The guidance here is from the book Writing Effective Use Cases by Alistair Cockburn.

The use case style is oriented to text descriptions of how the system behaves with respect to a list of Actors.

The book has a list of reminders for writers:

  1. A use case is a prose essay
  2. Make the use case easy to read
  3. Sentences should be present tense; with an active verb in active voice; describing an actor successfully achieving a goal that moves the process forward.
  4. Incude sub-use cases where they make sense
  5. Each sentence must have an actor acting
  6. Get the goal level right - the use cases should have no more than 10 steps in them
  7. Keep the GUI out of the use case
  8. Each use case should describe the successful ending and the failure ending
  9. Stakeholders (of which the primary actor is one) have expectations that must be met by the system

The book recommends the following order when writing:

NOTE: We expect to collect existing use case documents whenever possible rather than directly analysing organization processes, so this list can be viewed as an analysis appraoch when translating the contributions into a common style.
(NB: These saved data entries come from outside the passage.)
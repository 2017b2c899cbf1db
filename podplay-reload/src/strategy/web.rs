//! Web server: config test, graceful reload, HTTP/HTTPS probes.

use std::path::PathBuf;
use std::sync::Arc;

use async_trait::async_trait;

use podplay_core::types::{ServiceKind, WatchedArtifact};
use podplay_core::Settings;
use podplay_validator::validate_artifact;

use super::{ExecuteContext, ExecuteReport, ReloadStrategy};
use crate::command::run_spec;
use crate::error::ReloadError;
use crate::health::probe_ports;

pub struct WebStrategy {
    settings: Arc<Settings>,
}

impl WebStrategy {
    pub fn new(settings: Arc<Settings>) -> Self {
        Self { settings }
    }
}

#[async_trait]
impl ReloadStrategy for WebStrategy {
    fn service(&self) -> ServiceKind {
        ServiceKind::Web
    }

    async fn validate(&self, artifact: &WatchedArtifact) -> Result<(), ReloadError> {
        validate_artifact(artifact)?;
        Ok(())
    }

    /// Certificates are served in place; the previous copy is already gone.
    fn backup_targets(&self, _artifact: &WatchedArtifact) -> Vec<PathBuf> {
        Vec::new()
    }

    async fn execute(&self, _ctx: ExecuteContext<'_>) -> Result<ExecuteReport, ReloadError> {
        let commands = &self.settings.commands;
        run_spec(&commands.web_config_test, &[]).await?;
        run_spec(&commands.web_reload, &[]).await?;
        tracing::info!("web server reloaded");
        Ok(ExecuteReport::default())
    }

    async fn health_check(&self, _report: &ExecuteReport) -> bool {
        let health = &self.settings.health;
        probe_ports(&health.host, &health.web_ports, health.connect_timeout()).await
    }
}
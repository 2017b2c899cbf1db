use chrono::NaiveDate;
use podplay_zone::{
    extract_public_key, patch_zone, DkimEdit, ZoneError, ZoneText, DKIM_MARKER,
    MAIL_RECORDS_ANCHOR,
};

fn today() -> NaiveDate {
    NaiveDate::from_ymd_opt(2026, 10, 16).expect("valid date")
}

fn key_of_len(len: usize) -> String {
    const ALPHABET: &[u8] = b"ABCDEFGHIJKLMNOPQRSTUVWXYZabcdefghijklmnopqrstuvwxyz0123456789+/";
    (0..len).map(|i| char::from(ALPHABET[i % 64])).collect()
}

const ZONE_WITH_PLACEHOLDER: &str = "\
$TTL 3600
@   IN  SOA ns1.example.org. hostmaster.example.org. (
            2026101502 ; Serial
            3600       ; Refresh
            900        ; Retry
            1209600    ; Expire
            300 )      ; Minimum
@       IN  NS  ns1.example.org.
@       IN  MX  10 mail.example.org.

; DKIM - Domain Keys Identified Mail
; default._domainkey IN TXT \"v=DKIM1; k=rsa; p=PLACEHOLDER\"

; Additional mail-related records
_dmarc  IN  TXT \"v=DMARC1; p=quarantine\"
";

const ZONE_WITHOUT_DKIM: &str = "\
$TTL 3600
@   IN  SOA ns1.example.org. hostmaster.example.org. (
            2026101601 ; serial
            3600 900 1209600 300 )
@       IN  NS  ns1.example.org.
www     IN  A   192.0.2.10
";

// ---------------------------------------------------------------------------
// Section present
// ---------------------------------------------------------------------------

#[test]
fn placeholder_section_is_replaced_and_serial_reset_for_new_day() {
    let key = key_of_len(300);
    let patch = patch_zone(ZONE_WITH_PLACEHOLDER, &key, today()).expect("patch");

    assert_eq!(patch.old_serial, "2026101502");
    assert_eq!(patch.new_serial, "2026101601");
    assert_eq!(patch.edit, DkimEdit::Replaced);
    assert!(patch.text.contains("2026101601 ; Serial"));
    assert!(!patch.text.contains("PLACEHOLDER"));
    assert!(patch.text.ends_with('\n'));

    let zone = ZoneText::parse(&patch.text);
    assert_eq!(zone.dkim_block_count(), 1);
    let fragments = zone.dkim_key_fragments().expect("fragments");
    assert_eq!(fragments.len(), 2);
    assert_eq!(fragments[0].len(), 255);
    assert_eq!(fragments.concat(), key);

    // Surrounding records survive, still after the block.
    let dkim_at = patch.text.find(DKIM_MARKER).expect("marker");
    let anchor_at = patch.text.find(MAIL_RECORDS_ANCHOR).expect("anchor");
    assert!(dkim_at < anchor_at);
    assert!(patch.text.contains("_dmarc  IN  TXT"));
    assert!(patch.text.contains("@       IN  MX  10 mail.example.org."));
}

#[test]
fn second_rotation_replaces_rather_than_duplicates() {
    let first = patch_zone(ZONE_WITH_PLACEHOLDER, &key_of_len(300), today()).expect("first");
    let second_key = key_of_len(400);
    let second = patch_zone(&first.text, &second_key, today()).expect("second");

    assert_eq!(second.old_serial, "2026101601");
    assert_eq!(second.new_serial, "2026101602");
    assert_eq!(second.edit, DkimEdit::Replaced);

    let zone = ZoneText::parse(&second.text);
    assert_eq!(zone.dkim_block_count(), 1);
    assert_eq!(
        zone.dkim_key_fragments().expect("fragments").concat(),
        second_key
    );
    assert_eq!(second.text.matches("default._domainkey").count(), 1);
}

#[test]
fn blank_line_between_marker_and_record_does_not_duplicate() {
    let zone = format!(
        "{ZONE_WITHOUT_DKIM}\n; DKIM - Domain Keys Identified Mail\n\ndefault._domainkey IN TXT \"v=DKIM1; k=rsa; p=OLDKEY\"\n\nftp IN A 192.0.2.11\n"
    );
    let key = key_of_len(300);
    let patch = patch_zone(&zone, &key, today()).expect("patch");

    assert_eq!(patch.edit, DkimEdit::Replaced);
    assert!(!patch.text.contains("OLDKEY"));
    let owners = patch
        .text
        .lines()
        .filter(|l| l.trim_start().starts_with("default._domainkey"))
        .count();
    assert_eq!(owners, 1, "{}", patch.text);
    assert!(patch.text.contains("\n\nftp IN A 192.0.2.11"));
    assert_eq!(extract_public_key(&patch.text).as_deref(), Some(key.as_str()));
}

#[test]
fn bare_record_without_marker_is_replaced() {
    let zone = format!(
        "{ZONE_WITHOUT_DKIM}default._domainkey IN TXT ( \"v=DKIM1; k=rsa; \"\n    \"p=OLDKEY\" )\nftp IN A 192.0.2.11\n"
    );
    let patch = patch_zone(&zone, "NEWKEY", today()).expect("patch");

    assert_eq!(patch.edit, DkimEdit::Replaced);
    assert!(!patch.text.contains("OLDKEY"));
    assert!(patch.text.contains(DKIM_MARKER));
    assert!(patch.text.contains("ftp IN A 192.0.2.11"));
    assert_eq!(extract_public_key(&patch.text).as_deref(), Some("NEWKEY"));
}

// ---------------------------------------------------------------------------
// Section absent
// ---------------------------------------------------------------------------

#[test]
fn missing_section_is_appended_after_existing_records() {
    let key = key_of_len(200);
    let patch = patch_zone(ZONE_WITHOUT_DKIM, &key, today()).expect("patch");

    assert_eq!(patch.edit, DkimEdit::Inserted);
    assert_eq!(patch.new_serial, "2026101602");
    let www_at = patch.text.find("www     IN  A").expect("www record");
    let dkim_at = patch.text.find(DKIM_MARKER).expect("marker");
    assert!(www_at < dkim_at);
    assert!(patch.text.ends_with("    )\n"));
    assert_eq!(
        ZoneText::parse(&patch.text).dkim_key_fragments(),
        Some(vec![key])
    );
}

#[test]
fn missing_section_is_inserted_before_mail_records_comment() {
    let zone = format!("{ZONE_WITHOUT_DKIM}\n{MAIL_RECORDS_ANCHOR}\n_dmarc IN TXT \"v=DMARC1\"\n");
    let patch = patch_zone(&zone, "KEY", today()).expect("patch");

    assert_eq!(patch.edit, DkimEdit::Inserted);
    let dkim_at = patch.text.find(DKIM_MARKER).expect("marker");
    let anchor_at = patch.text.find(MAIL_RECORDS_ANCHOR).expect("anchor");
    assert!(dkim_at < anchor_at);
}

// ---------------------------------------------------------------------------
// Serial errors
// ---------------------------------------------------------------------------

#[test]
fn zone_without_serial_is_rejected_untouched() {
    let err = patch_zone("@ IN NS ns1.example.org.\n", "KEY", today()).unwrap_err();
    assert_eq!(err, ZoneError::SerialNotFound);
}

#[test]
fn only_first_annotated_serial_is_bumped() {
    let text = "2026101601 ; serial\n; 2026101601 ; serial in a comment\n";
    let mut zone = ZoneText::parse(text);
    let (old, new) = zone.bump_serial(today()).expect("bump");
    assert_eq!((old.as_str(), new.as_str()), ("2026101601", "2026101602"));
    assert_eq!(
        zone.render(),
        "2026101602 ; serial\n; 2026101601 ; serial in a comment\n"
    );
}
  • Step 1: Find the boundaries of the system (Context diagram, In/out list).
  • Step 2: Brainstorm and list the primary actors. (Actor List) 
  • Step 3: Brainstorm and list the primary actors' goals against the system. (Actor-Goal List) 
  • Step 4: Write the outermost summary level use cases covering all the above. 
  • Step 5: Reconsider & revise the strategic use cases. Add, subtract, merge goals. 
  • Step 6: Pick a use case to expand or write a narrative to get acquainted with the material. 
  • Step 7: Fill in the stakeholders, interests, preconditions and guarantees. Double check them. 
  • Step 8: Write the main success scenario. Check it against the interests and the guarantees. 
  • Step 9: Brainstorm and list possible failure conditions and alternate success conditions. 
  • Step 10: Write how the actors and system should behave in each extension. 
  • Step 11: Break out any sub use case that needs its own space. 
  • Step 12: Start from the top and readjust the use cases. Add, subtract, merge. Double check for completeness, readability, failure conditions.